James' certainties currently run through everything he does, from the saves from Tamir Cohen's fierce close-range shot and Grzegorz Rasiak which denied Bolton an equaliser at the death, to the broad grin after the Chaplinesque sliced kick in his own box early on. "You can take him out on a Monday to train with the 18- and 19-year-old goalies and he will be twice as fit as them and work twice as hard," said his manager, Harry Redknapp. South Africa does, indeed, seem reachable.

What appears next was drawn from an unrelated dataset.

//! CLI command implementations.

mod config;
mod start;

pub use config::{run_config, ConfigArgs, ConfigCommand};
pub use start::{run_start, StartArgs};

For Portsmouth, European travel is on the horizon and Lassanna Diarra's presence provides good cause for that feeling. It's a few years since Redknapp saw the Frenchman play in the Toulon tournament before his £1m move to Chelsea and having seen off Manchester City, Newcastle and Villa to bring him to Fratton Park, the signs of his signing's class were already there in last week's display of giddying quality against Chelsea. On Saturday he started and finished the move which provided his first league goal in England – albeit that he was a yard offside when Kanu stole the ball from Andy O'Brien to send him through.

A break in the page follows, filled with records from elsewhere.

//! INCREMENT and DECREMENT.
//!
//! Counters are stored as decimal text. The expiry `0xffffffff` means the
//! counter must already exist.

use super::{Context, HandlerResult, Reply};
use crate::storage::{Access, ArithmeticSpec};

const NO_CREATE: u32 = 0xffff_ffff;

pub fn arithmetic(
    ctx: &Context<'_>,
    increment: bool,
    delta: u64,
    initial: u64,
    expiry: u32,
) -> HandlerResult {
    let cache = ctx.cache(Access::Owner)?;
    let (initial, expiry) = if expiry == NO_CREATE {
        (None, 0)
    } else {
        (Some(initial), ctx.expiry(expiry))
    };
    let spec = ArithmeticSpec {
        increment,
        delta,
        initial,
        expiry,
        cas: ctx.request.header.cas,
    };
    let counter = ctx.storage().apply(cache.arithmetic(&ctx.key_spec(), spec))?;
    let response = ctx
        .mutation_response(&counter.mutation)
        .with_value(counter.value.to_be_bytes().to_vec());
    Ok(Reply::One(response))
}

#[cfg(test)]
mod tests {
    use super::super::test_support::*;
    use crate::adapters::memcached::{Opcode, Request, Response};
    use crate::core::error::ErrorCode;

    fn counter(op: Opcode, key: &str, delta: u64, initial: u64, expiry: u32) -> Request {
        let mut extras = Vec::with_capacity(20);
        extras.extend_from_slice(&delta.to_be_bytes());
        extras.extend_from_slice(&initial.to_be_bytes());
        extras.extend_from_slice(&expiry.to_be_bytes());
        Request::new(op).with_key(key.to_string()).with_extras(extras)
    }

    fn value_of(response: &Response) -> u64 {
        u64::from_be_bytes(response.value[..8].try_into().unwrap())
    }

    #[test]
    fn test_create_then_increment() {
        let dispatcher = dispatcher();
        let mut session = dispatcher.session();

        let created = call(&dispatcher, &mut session, counter(Opcode::Increment, "c", 5, 10, 0));
        assert_eq!(value_of(&created), 10);
        let bumped = call(&dispatcher, &mut session, counter(Opcode::Increment, "c", 5, 10, 0));
        assert_eq!(value_of(&bumped), 15);
        assert!(bumped.cas > created.cas);

        let get = call(&dispatcher, &mut session, Request::new(Opcode::Get).with_key("c"));
        assert_eq!(get.value, "15");
    }

    #[test]
    fn test_no_create() {
        let dispatcher = dispatcher();
        let mut session = dispatcher.session();
        let response = call(&dispatcher, &mut session, counter(Opcode::Decrement, "c", 1, 0, 0xffff_ffff));
        assert_eq!(response.status, ErrorCode::KeyEnoent);
    }

    #[test]
    fn test_checked_bounds() {
        let dispatcher = dispatcher();
        let mut session = dispatcher.session();
        call(&dispatcher, &mut session, set("c", "3"));

        let under = call(&dispatcher, &mut session, counter(Opcode::Decrement, "c", 4, 0, 0));
        assert_eq!(under.status, ErrorCode::DeltaBadval);

        call(&dispatcher, &mut session, set("max", &u64::MAX.to_string()));
        let over = call(&dispatcher, &mut session, counter(Opcode::Increment, "max", 1, 0, 0));
        assert_eq!(over.status, ErrorCode::DeltaBadval);

        let get = call(&dispatcher, &mut session, Request::new(Opcode::Get).with_key("c"));
        assert_eq!(get.value, "3");
    }

    #[test]
    fn test_non_numeric_value() {
        let dispatcher = dispatcher();
        let mut session = dispatcher.session();
        call(&dispatcher, &mut session, set("c", "abc"));
        let response = call(&dispatcher, &mut session, counter(Opcode::Increment, "c", 1, 0, 0));
        assert_eq!(response.status, ErrorCode::DeltaBadval);
    }

    #[test]
    fn test_quiet_increment_is_silent() {
        let dispatcher = dispatcher();
        let mut session = dispatcher.session();
        let request = counter(Opcode::IncrementQ, "c", 1, 1, 0);
        assert!(dispatcher.dispatch(&mut session, &request).unwrap().responses.is_empty());
    }
}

Bolton are a Frenchman lighter, of course, and though talk of Nicolas Anelka is frowned upon here ("I wondered how long it would take before his name came up," said Gary Megson, after it had) it's hard to imagine Bolton's utter dominance here would not have elicited some reward with him present. Still, Bolton ought to have few fears for the run-in after a performance which shows how far Megson has taken them.
Matt Taylor, whose point-blank miss against his former employers was spectacular, was consoled by his old mate James as they left the pitch – so did James feel for Taylor? No.
"When you leave my team, mate, I want you to get beat. That's the way it is, so I'm happy." Age has evidently not brought on sentimentality, either.
Goal: Diarra (81) 0-1.
Bolton (4-1-4-1): Jaaskelainen; Steinsson, O'Brien, Cahill, Gardner; Campo; Diouf (Rasiak, 60), Nolan, Guthrie (Cohen, 87), Taylor (Giannakopoulos, 82); Davies. Substitutes not used: Al Habsi (gk), Samuel.
Portsmouth (4-4-2): James; Lauren, Campbell, Hreidarsson, Pamarot (Aubey, 27); Hughes, Diarra, Diop, Kranjcar (Utaka, 74); Baros (Kanu, h-t), Defoe. Substitutes not used: Ashdown (gk), Davis.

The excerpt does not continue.